Stored records

* * * * *

use std::sync::Arc;

use tokio::sync::RwLock;
use ulid::Ulid;

use crate::limits::*;
use crate::model::*;
use crate::observability;

use super::conflict::{now_ms, validate_span};
use super::{Engine, EngineError};

fn validate_text_fields(
    name: &str,
    description: &str,
    class_type: &str,
    room: Option<&str>,
) -> Result<(), EngineError> {
    if name.is_empty() {
        return Err(EngineError::Validation("class name must not be empty"));
    }
    if name.len() > MAX_NAME_LEN {
        return Err(EngineError::Validation("class name too long"));
    }
    if description.len() > MAX_DESCRIPTION_LEN {
        return Err(EngineError::Validation("description too long"));
    }
    if class_type.is_empty() || class_type.len() > MAX_CLASS_TYPE_LEN {
        return Err(EngineError::Validation("class type missing or too long"));
    }
    if let Some(room) = room
        && room.len() > MAX_ROOM_LEN
    {
        return Err(EngineError::Validation("room name too long"));
    }
    Ok(())
}

fn validate_capacity(capacity: u32) -> Result<(), EngineError> {
    if capacity == 0 {
        return Err(EngineError::Validation("capacity must be at least 1"));
    }
    if capacity > MAX_CAPACITY {
        return Err(EngineError::Validation("capacity too large"));
    }
    Ok(())
}

impl Engine {
    pub async fn create_class(
        &self,
        command: CreateClassCommand,
    ) -> Result<ClassDetail, EngineError> {
        validate_text_fields(
            &command.name,
            &command.description,
            &command.class_type,
            command.room.as_deref(),
        )?;
        validate_span(&command.span)?;
        validate_capacity(command.capacity)?;
        if self.class_count() >= MAX_CLASSES {
            return Err(EngineError::Validation("too many classes"));
        }

        let conflicts = self
            .find_coach_conflicts(command.coach_id, command.span, None)
            .await;
        if let Some(conflict) = conflicts.first() {
            return Err(EngineError::CoachScheduleConflict {
                coach_id: command.coach_id,
                conflicting_class_id: conflict.id,
            });
        }

        let id = Ulid::new();
        let created_at = now_ms();
        let event = Event::ClassCreated {
            id,
            location_id: command.location_id,
            coach_id: command.coach_id,
            name: command.name.clone(),
            description: command.description.clone(),
            class_type: command.class_type.clone(),
            room: command.room.clone(),
            span: command.span,
            capacity: command.capacity,
            created_at,
        };
        self.wal_append(vec![event.clone()]).await?;

        let rs = ClassState {
            id,
            location_id: command.location_id,
            coach_id: command.coach_id,
            name: command.name,
            description: command.description,
            class_type: command.class_type,
            room: command.room,
            span: command.span,
            capacity: command.capacity,
            status: ClassStatus::Active,
            created_at,
            version: 0,
            bookings: Vec::new(),
            waitlist: Vec::new(),
        };
        let detail = rs.detail();
        self.classes.insert(id, Arc::new(RwLock::new(rs)));
        self.by_coach.entry(command.coach_id).or_default().push(id);
        self.by_location
            .entry(command.location_id)
            .or_default()
            .push(id);
        self.notify.publish(id, &event);
        Ok(detail)
    }

    /// Partial field update. Schedule/capacity changes notify the confirmed
    /// users downstream; cosmetic changes are persisted quietly. Capacity can
    /// never drop below the current confirmed count.
    pub async fn update_class(
        &self,
        class_id: Ulid,
        command: UpdateClassCommand,
    ) -> Result<ClassDetail, EngineError> {
        let snapshot = self.snapshot(&class_id).await?;

        let mut next = snapshot.clone();
        let mut updated_fields: Vec<String> = Vec::new();

        if let Some(name) = command.name {
            next.name = name;
            updated_fields.push("name".into());
        }
        if let Some(description) = command.description {
            next.description = description;
            updated_fields.push("description".into());
        }
        if let Some(class_type) = command.class_type {
            next.class_type = class_type;
            updated_fields.push("class_type".into());
        }
        if let Some(coach_id) = command.coach_id {
            next.coach_id = coach_id;
            updated_fields.push("coach_id".into());
        }
        if let Some(room) = command.room {
            next.room = Some(room);
            updated_fields.push("room".into());
        }
        if let Some(start_time) = command.start_time {
            next.span.start = start_time;
            updated_fields.push("start_time".into());
        }
        if let Some(end_time) = command.end_time {
            next.span.end = end_time;
            updated_fields.push("end_time".into());
        }
        if let Some(capacity) = command.capacity {
            next.capacity = capacity;
            updated_fields.push("capacity".into());
        }

        if updated_fields.is_empty() {
            return Ok(snapshot.detail());
        }

        validate_text_fields(
            &next.name,
            &next.description,
            &next.class_type,
            next.room.as_deref(),
        )?;
        validate_span(&next.span)?;
        validate_capacity(next.capacity)?;

        let enrolled = snapshot.confirmed_count();
        if next.capacity < enrolled {
            return Err(EngineError::CapacityBelowEnrollment {
                class_id,
                capacity: next.capacity,
                enrolled,
            });
        }

        let schedule_moved = next.coach_id != snapshot.coach_id || next.span != snapshot.span;
        if schedule_moved {
            let conflicts = self
                .find_coach_conflicts(next.coach_id, next.span, Some(class_id))
                .await;
            if let Some(conflict) = conflicts.first() {
                return Err(EngineError::CoachScheduleConflict {
                    coach_id: next.coach_id,
                    conflicting_class_id: conflict.id,
                });
            }
        }

        let notifies_users = updated_fields
            .iter()
            .any(|f| matches!(f.as_str(), "start_time" | "end_time" | "capacity"));
        let affected_user_ids = if notifies_users {
            snapshot.confirmed_user_ids()
        } else {
            Vec::new()
        };

        let event = Event::ClassUpdated {
            id: class_id,
            location_id: snapshot.location_id,
            name: next.name.clone(),
            description: next.description.clone(),
            class_type: next.class_type.clone(),
            coach_id: next.coach_id,
            room: next.room.clone(),
            span: next.span,
            capacity: next.capacity,
            updated_fields,
            affected_user_ids,
        };
        self.commit(class_id, snapshot.version, vec![event]).await?;

        next.version = snapshot.version + 1;
        Ok(next.detail())
    }

    /// Cancel a class outright: every confirmed booking is marked cancelled,
    /// the waitlist is cleared, and one event carries all affected users for
    /// downstream notification/refund handling. Cancelling twice is rejected
    /// rather than re-emitting the event at consumers.
    pub async fn cancel_class(&self, class_id: Ulid) -> Result<CancelClassOutcome, EngineError> {
        let snapshot = self.snapshot(&class_id).await?;
        if snapshot.status == ClassStatus::Cancelled {
            return Err(EngineError::ClassAlreadyCancelled(class_id));
        }

        let affected_user_ids = snapshot.confirmed_user_ids();
        let waitlist_user_ids: Vec<Ulid> =
            snapshot.waitlist.iter().map(|e| e.user_id).collect();

        let event = Event::ClassCancelled {
            id: class_id,
            name: snapshot.name.clone(),
            location_id: snapshot.location_id,
            original_start: snapshot.span.start,
            affected_user_ids: affected_user_ids.clone(),
            waitlist_user_ids: waitlist_user_ids.clone(),
            cancelled_at: now_ms(),
        };
        self.commit(class_id, snapshot.version, vec![event]).await?;
        metrics::counter!(observability::CLASS_CANCELLATIONS_TOTAL).increment(1);

        Ok(CancelClassOutcome {
            class_id,
            class_name: snapshot.name,
            affected_user_ids,
            waitlist_user_ids,
        })
    }
}
use ulid::Ulid;

use crate::limits::*;
use crate::model::*;

use super::{Engine, EngineError};

pub(crate) fn now_ms() -> Ms {
    std::time::SystemTime::now()
        .duration_since(std::time::UNIX_EPOCH)
        .unwrap()
        .as_millis() as Ms
}

pub(crate) fn validate_span(span: &Span) -> Result<(), EngineError> {
    if span.start >= span.end {
        return Err(EngineError::Validation("start must be before end"));
    }
    if span.start < MIN_VALID_TIMESTAMP_MS || span.end > MAX_VALID_TIMESTAMP_MS {
        return Err(EngineError::Validation("timestamp out of range"));
    }
    if span.duration_ms() > MAX_CLASS_DURATION_MS {
        return Err(EngineError::Validation("class runs too long"));
    }
    Ok(())
}

pub(crate) fn validate_query_window(start: Ms, end: Ms) -> Result<Span, EngineError> {
    if start >= end {
        return Err(EngineError::Validation("query start must be before end"));
    }
    if end - start > MAX_QUERY_WINDOW_MS {
        return Err(EngineError::Validation("query window too wide"));
    }
    Ok(Span::new(start, end))
}

impl Engine {
    /// All ACTIVE classes taught by `coach_id` whose time range intersects
    /// `span`, excluding `exclude_class` (a class checking against itself
    /// during update). Half-open semantics: touching endpoints don't conflict.
    pub async fn find_coach_conflicts(
        &self,
        coach_id: Ulid,
        span: Span,
        exclude_class: Option<Ulid>,
    ) -> Vec<ClassSummary> {
        let ids = self
            .by_coach
            .get(&coach_id)
            .map(|e| e.value().clone())
            .unwrap_or_default();

        let mut conflicts = Vec::new();
        for id in ids {
            if exclude_class == Some(id) {
                continue;
            }
            let Some(rs) = self.class(&id) else { continue };
            let guard = rs.read().await;
            if guard.status == ClassStatus::Active && guard.span.overlaps(&span) {
                conflicts.push(guard.summary());
            }
        }
        conflicts.sort_by_key(|c| c.span.start);
        conflicts
    }

    /// The user's CONFIRMED bookings whose class time range intersects `span`.
    pub async fn find_overlapping_bookings(
        &self,
        user_id: Ulid,
        span: Span,
    ) -> Vec<(Ulid, Booking)> {
        let mut overlapping = Vec::new();
        for (class_id, rs) in self.all_classes() {
            let guard = rs.read().await;
            if !guard.span.overlaps(&span) {
                continue;
            }
            if let Some(booking) = guard.confirmed_booking(user_id) {
                overlapping.push((class_id, booking.clone()));
            }
        }
        overlapping
    }

    /// Confirmed bookings held by the user for classes starting within `day`.
    pub async fn count_user_bookings_for_day(&self, user_id: Ulid, day: Span) -> u32 {
        let mut count = 0;
        for (_, rs) in self.all_classes() {
            let guard = rs.read().await;
            if day.contains_instant(guard.span.start) && guard.confirmed_booking(user_id).is_some()
            {
                count += 1;
            }
        }
        count
    }
}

* * * * *

• Problem:
Please copy only these lines, exactly: the first line of the records through the line containing "if let Some(room) = room", ends included.

• Task answer:
use std::sync::Arc;

use tokio::sync::RwLock;
use ulid::Ulid;

use crate::limits::*;
use crate::model::*;
use crate::observability;

use super::conflict::{now_ms, validate_span};
use super::{Engine, EngineError};

fn validate_text_fields(
    name: &str,
    description: &str,
    class_type: &str,
    room: Option<&str>,
) -> Result<(), EngineError> {
    if name.is_empty() {
        return Err(EngineError::Validation("class name must not be empty"));
    }
    if name.len() > MAX_NAME_LEN {
        return Err(EngineError::Validation("class name too long"));
    }
    if description.len() > MAX_DESCRIPTION_LEN {
        return Err(EngineError::Validation("description too long"));
    }
    if class_type.is_empty() || class_type.len() > MAX_CLASS_TYPE_LEN {
        return Err(EngineError::Validation("class type missing or too long"));
    }
    if let Some(room) = room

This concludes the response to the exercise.